‘Nonsense!’
‘But it was my dear brother’s wish!’
‘It can scarcely have been his wish that his daughter should be married to an impoverished—fortune-hunter!’ said the Viscount bitterly. ‘And it must be very far from Sir John Ossett’s wish!’
‘Now there you are out!’ said her ladyship triumphantly. ‘Sir John will raise not the smallest objection to the match, for he has told me so! He knows it is what my brother intended, and, what is more, he has a great regard for you, my love!’
‘I am obliged to him!’
‘Alan!’ ejaculated her ladyship. ‘You—you have not formed an attachment for another?’
‘No!’
‘No, I was persuaded—Dearest, I thought—Of course, she was very young when you went away, but it did seem to me—’

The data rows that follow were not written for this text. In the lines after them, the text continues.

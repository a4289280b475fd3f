use spirv_headers as spv;

use crate::*;
use crate::data;

macro_rules! indexed_type {
    ($name:ident) => {
        indexed_type!($name, $name);
    };
    ($name:ident, $data_name:ident) => {
        #[derive(Clone, Copy, Debug)]
        pub struct $name<'m> {
            module: &'m Module,
            index: u32,
            inner: &'m data::$data_name,
        }

        impl<'m> $name<'m> {
            pub fn module(&self) -> &'m Module {
                self.module
            }

            pub fn index(&self) -> u32 {
                self.index
            }

            fn inner(&self) -> &'m data::$data_name {
                self.inner
            }
        }
    };
}

indexed_type!(Variable);
indexed_type!(Resource);

#[derive(Clone, Copy, Debug)]
pub struct EntryPoint<'m> {
    module: &'m Module,
    name: &'m str,
    inner: &'m data::EntryPoint,
}

/// A member of a struct type, addressed by the struct's id and the
/// member's position.
#[derive(Clone, Copy, Debug)]
pub struct Member<'m> {
    module: &'m Module,
    struct_id: Id,
    index: u32,
    ty: Id,
}

impl Module {
    pub(crate) fn new(version: Version) -> Self {
        Self {
            version,
            types: Default::default(),
            constants: Default::default(),
            variables: Default::default(),
            resources: Default::default(),
            entry_points: Default::default(),
            decorations: Default::default(),
            member_decorations: Default::default(),
        }
    }

    /// The SPIR-V version as a pair `(major, minor)`.
    pub fn version(&self) -> Version {
        self.version
    }

    pub fn entry_points(&self) ->
        impl ExactSizeIterator<Item = EntryPoint<'_>> + '_
    {
        self.entry_points.iter().map(move |(name, inner)|
            EntryPoint { module: self, name, inner })
    }

    pub fn get_entry_point<'m>(&'m self, name: &impl AsRef<str>) ->
        Option<EntryPoint<'m>>
    {
        let (name, inner) = self.entry_points.get_key_value(name.as_ref())?;
        Some(EntryPoint { module: self, name, inner })
    }

    pub fn get_variable(&self, index: u32) -> Option<Variable<'_>> {
        let inner = self.variables.get(&index)?;
        Some(Variable { module: self, index, inner })
    }

    /// All resources in declaration order.
    pub fn resources(&self) ->
        impl ExactSizeIterator<Item = Resource<'_>> + '_
    {
        self.resources.iter().map(move |inner|
            Resource { module: self, index: inner.id, inner })
    }

    pub fn resources_of(&self, kind: ResourceKind) ->
        impl Iterator<Item = Resource<'_>> + '_
    {
        self.resources().filter(move |res| res.kind() == kind)
    }

    /// The debug name of any id, if the module carries one.
    pub fn name(&self, id: Id) -> Option<&str> {
        self.decorations.get(&id)?.name.as_deref()
    }

    /// The members of a struct type. Empty if `id` is not a struct.
    pub fn members(&self, id: Id) ->
        impl ExactSizeIterator<Item = Member<'_>> + '_
    {
        let members: &[Id] = match self.types.get(&id) {
            Some(Type::Struct { members }) => &members[..],
            _ => &[],
        };
        members.iter().enumerate().map(move |(index, &ty)| Member {
            module: self,
            struct_id: id,
            index: index as u32,
            ty,
        })
    }

    /// Resolves the shape of a type by looking through arrays, matrices
    /// and vectors down to the base type.
    pub fn describe(&self, mut id: Id) -> TypeDesc {
        let mut desc = TypeDesc::default();
        // Bounded in case of a cyclic (invalid) type graph
        for _ in 0..=self.types.len() {
            match self.types.get(&id) {
                Some(&Type::Array { elem, length }) => {
                    desc.array.push(length.unwrap_or(0));
                    id = elem;
                },
                Some(&Type::RuntimeArray { elem }) => {
                    desc.array.push(0);
                    id = elem;
                },
                Some(&Type::Matrix { column, count }) => {
                    desc.columns = count;
                    id = column;
                },
                Some(&Type::Vector { component, count }) => {
                    desc.vec_size = count;
                    id = component;
                },
                Some(ty) => {
                    desc.base = ty.base_type();
                    break;
                },
                None => break,
            }
        }
        desc
    }

    fn member_decorations(&self, struct_id: Id, index: u32) ->
        Option<&data::MemberDecorationSet>
    {
        self.member_decorations.get(&(struct_id, index))
    }
}

impl<'m> EntryPoint<'m> {
    pub fn module(&self) -> &'m Module {
        self.module
    }

    pub fn name(&self) -> &'m str {
        self.name
    }

    fn inner(&self) -> &'m data::EntryPoint {
        self.inner
    }

    pub fn execution_model(&self) -> spv::ExecutionModel {
        self.inner().execution_model
    }

    pub fn inputs(&self) -> impl Iterator<Item = Variable<'m>> + 'm {
        let module = self.module;
        self.inner().inputs.iter()
            .filter_map(move |&idx| module.get_variable(idx))
    }

    pub fn outputs(&self) -> impl Iterator<Item = Variable<'m>> + 'm {
        let module = self.module;
        self.inner().outputs.iter()
            .filter_map(move |&idx| module.get_variable(idx))
    }
}

impl<'m> Variable<'m> {
    pub fn storage_class(&self) -> spv::StorageClass {
        self.inner().storage_class
    }

    pub fn location(&self) -> u32 {
        self.inner().location
    }

    pub fn name(&self) -> Option<&'m str> {
        self.inner().name.as_deref()
    }
}

impl<'m> Resource<'m> {
    pub fn id(&self) -> Id {
        self.index
    }

    pub fn kind(&self) -> ResourceKind {
        self.inner().kind
    }

    pub fn storage_class(&self) -> spv::StorageClass {
        self.inner().storage_class
    }

    pub fn type_id(&self) -> Id {
        self.inner().type_id
    }

    pub fn base_type_id(&self) -> Id {
        self.inner().base_type_id
    }

    pub fn set(&self) -> Option<u32> {
        self.inner().set
    }

    pub fn binding(&self) -> Option<u32> {
        self.inner().binding
    }

    /// The instance name.
    pub fn name(&self) -> Option<&'m str> {
        self.inner().name.as_deref()
    }

    /// The name of the resource's base type, e.g. the block name of a
    /// uniform buffer.
    pub fn type_name(&self) -> Option<&'m str> {
        self.module.name(self.base_type_id())
    }

    pub fn members(&self) -> impl ExactSizeIterator<Item = Member<'m>> + 'm {
        self.module.members(self.base_type_id())
    }
}

impl<'m> Member<'m> {
    pub fn module(&self) -> &'m Module {
        self.module
    }

    pub fn struct_id(&self) -> Id {
        self.struct_id
    }

    pub fn index(&self) -> u32 {
        self.index
    }

    pub fn type_id(&self) -> Id {
        self.ty
    }

    fn decorations(&self) -> Option<&'m data::MemberDecorationSet> {
        self.module.member_decorations(self.struct_id, self.index)
    }

    pub fn name(&self) -> Option<&'m str> {
        self.decorations()?.name.as_deref()
    }

    /// Explicit byte offset within the struct, if decorated.
    pub fn offset(&self) -> Option<u32> {
        self.decorations()?.offset
    }

    pub fn matrix_stride(&self) -> Option<u32> {
        self.decorations()?.matrix_stride
    }

    pub fn is_row_major(&self) -> bool {
        self.decorations().map_or(false, |decos| decos.row_major)
    }

    pub fn is_col_major(&self) -> bool {
        self.decorations().map_or(false, |decos| decos.col_major)
    }

    pub fn desc(&self) -> TypeDesc {
        self.module.describe(self.ty)
    }
}

#[cfg(test)]
mod tests {
    use spirv_headers as spv;
    use crate::testing::ModuleBuilder;
    use super::*;

    #[test]
    fn member_layout() {
        let mut b = ModuleBuilder::new();
        let mat4 = b.mat(4, 4);
        let vec4 = b.vec(4);
        let bones = b.array(mat4, 2);
        let camera = b.block("Camera", &[
            ("view", mat4, 0),
            ("pos", vec4, 64),
            ("bones", bones, 80),
        ]);
        b.uniform_buffer(camera, "camera", 0, 0);
        b.matrix_layout(Some(spv::Decoration::RowMajor));
        let skin = b.block("Skin", &[("model", mat4, 0)]);
        b.uniform_buffer(skin, "skin", 0, 1);
        b.matrix_layout(None);
        let bare = b.block("Bare", &[("model", mat4, 0)]);
        b.uniform_buffer(bare, "bare", 0, 2);
        let module = parse_words(&b.finish(spv::ExecutionModel::Vertex))
            .unwrap();

        let members: Vec<_> = module.members(camera).collect();
        assert_eq!(members[0].name(), Some("view"));
        assert_eq!(members[0].matrix_stride(), Some(16));
        assert!(members[0].is_col_major() && !members[0].is_row_major());
        assert_eq!(members[1].matrix_stride(), None);
        assert!(!members[1].is_col_major());
        assert_eq!(members[2].offset(), Some(80));
        assert!(members[2].is_col_major());

        let model = module.members(skin).next().unwrap();
        assert!(model.is_row_major() && !model.is_col_major());

        let model = module.members(bare).next().unwrap();
        assert!(!model.is_row_major() && !model.is_col_major());
        assert_eq!(model.matrix_stride(), Some(16));
    }
}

‘Mama,’ he interrupted, “whatever my sentiments, you cannot have supposed it possible that I would offer for my cousin in my present circumstances!’
‘But it seems just the moment!’ protested his mother. ‘Besides, she expects it!’
He wheeled about. ‘Expects it?’
‘Yes, I assure you she does! Dearest Hetty! If she could have done it, she would have bestowed her entire fortune on me! I never knew a better-hearted girl, never!’
‘Oh, good God, then that is why she is now so shy of me!’ said the Viscount ‘My poor little cousin! How could you let her think it was her duty to marry me, Mama? It is infamous! Have you kept her shut away from the world in case she should meet a more eligible suitor than ever I can be?’
‘No, I have not!’ replied Lady Allerton, affronted. ‘I brought her out two years ago, and she has had a great many suitors, and has refused them all! She is a very well-behaved girl, and would never dream of marrying to disoblige me!’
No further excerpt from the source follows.